Je vois une foule d'hommes semblables et égaux, qui tournent sans repos
sur eux-mêmes pour se procurer de petits et vulgaires plaisirs dont ils
emplissent leur âme (...). Un pouvoir immense et tutélaire se charge seul
d'assurer leur jouissance, il aime que les citoyens se réjouissent pourvu
qu'ils ne songent qu'à se réjouir.
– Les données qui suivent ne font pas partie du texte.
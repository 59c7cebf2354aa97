// Spline seam for path-bound movement
//
// Queries mirror what the character core needs while moving on a spline:
// closest point / tangent / rotation in the XY plane. The vertical axis is
// left to the character, which keeps its own Z while bound to a path.

use glam::Vec3;
use thiserror::Error;

use crate::core::math::yaw_from_direction;

/// Spline construction errors
#[derive(Debug, Error)]
pub enum SplineError {
    #[error("a spline needs at least two points, got {0}")]
    TooFewPoints(usize),

    #[error("spline points {0} and {1} coincide in the XY plane")]
    DegenerateSegment(usize, usize),
}

/// Queries against a 1-D path embedded in 3-D space
pub trait SplineProvider {
    /// Closest point on the spline to a world position (XY distance)
    fn closest_point(&self, world: Vec3) -> Vec3;

    /// Unit tangent of the spline at the closest point
    fn closest_tangent(&self, world: Vec3) -> Vec3;

    /// Yaw (degrees) of the tangent at the closest point
    fn closest_rotation_yaw(&self, world: Vec3) -> f32 {
        yaw_from_direction(self.closest_tangent(world))
    }

    /// Parametric key (segment index + fraction) at the closest point
    fn input_key_at_closest_point(&self, world: Vec3) -> f32;

    fn segment_count(&self) -> usize;
}

/// Piecewise-linear spline over a list of world-space points
#[derive(Debug, Clone)]
pub struct PolylineSpline {
    points: Vec<Vec3>,
}

struct ClosestSample {
    point: Vec3,
    tangent: Vec3,
    key: f32,
}

impl PolylineSpline {
    pub fn new(points: Vec<Vec3>) -> Result<Self, SplineError> {
        if points.len() < 2 {
            return Err(SplineError::TooFewPoints(points.len()));
        }
        for (index, pair) in points.windows(2).enumerate() {
            let delta = pair[1] - pair[0];
            if Vec3::new(delta.x, delta.y, 0.0).length_squared() < 1e-8 {
                return Err(SplineError::DegenerateSegment(index, index + 1));
            }
        }
        Ok(Self { points })
    }

    fn sample_closest(&self, world: Vec3) -> ClosestSample {
        let query = Vec3::new(world.x, world.y, 0.0);
        let mut best: Option<(f32, ClosestSample)> = None;

        for (index, pair) in self.points.windows(2).enumerate() {
            let a = pair[0];
            let b = pair[1];
            let ab = Vec3::new(b.x - a.x, b.y - a.y, 0.0);
            let flat_a = Vec3::new(a.x, a.y, 0.0);
            let t = ((query - flat_a).dot(ab) / ab.length_squared()).clamp(0.0, 1.0);
            let candidate = a + (b - a) * t;
            let distance_sq = (Vec3::new(candidate.x, candidate.y, 0.0) - query).length_squared();

            if best.as_ref().map_or(true, |(d, _)| distance_sq < *d) {
                best = Some((
                    distance_sq,
                    ClosestSample {
                        point: candidate,
                        tangent: ab.normalize(),
                        key: index as f32 + t,
                    },
                ));
            }
        }

        // non-empty by construction
        best.expect("spline has at least one segment").1
    }
}

impl SplineProvider for PolylineSpline {
    fn closest_point(&self, world: Vec3) -> Vec3 {
        self.sample_closest(world).point
    }

    fn closest_tangent(&self, world: Vec3) -> Vec3 {
        self.sample_closest(world).tangent
    }

    fn input_key_at_closest_point(&self, world: Vec3) -> f32 {
        self.sample_closest(world).key
    }

    fn segment_count(&self) -> usize {
        self.points.len() - 1
    }
}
Que ne peut-il leur ôter entièrement le
trouble de penser ? C'est ainsi que tous les jours il rend moins utile et
plus rare l'emploi du libre arbitre, qu'il renferme l'action de la volonté
dans un plus petit espace et dérobe peu à peu à chaque citoyen jusqu'à
l'usage de lui-même.
Le pouvoir couvre la société d'un réseau de petites règles compliquées,
minutieuses et uniformes, à travers lesquelles les esprits les plus
originaux et les âmes les plus vigoureuses ne sauraient se faire jour pour
dépasser la foule. II ne brise pas les volontés, mais il les amollit, les
plie et les dirige. Il force rarement d'agir, mais il s'oppose sans cesse
à ce qu'on agisse. Il ne détruit point, il empêche de naître. Il ne
tyrannise point, il gêne, il comprime, il énerve, il éteint, il réduit
enfin chaque nation à n'être plus qu'un troupeau d'animaux timides et
industrieux dont le gouvernement est le « berger ».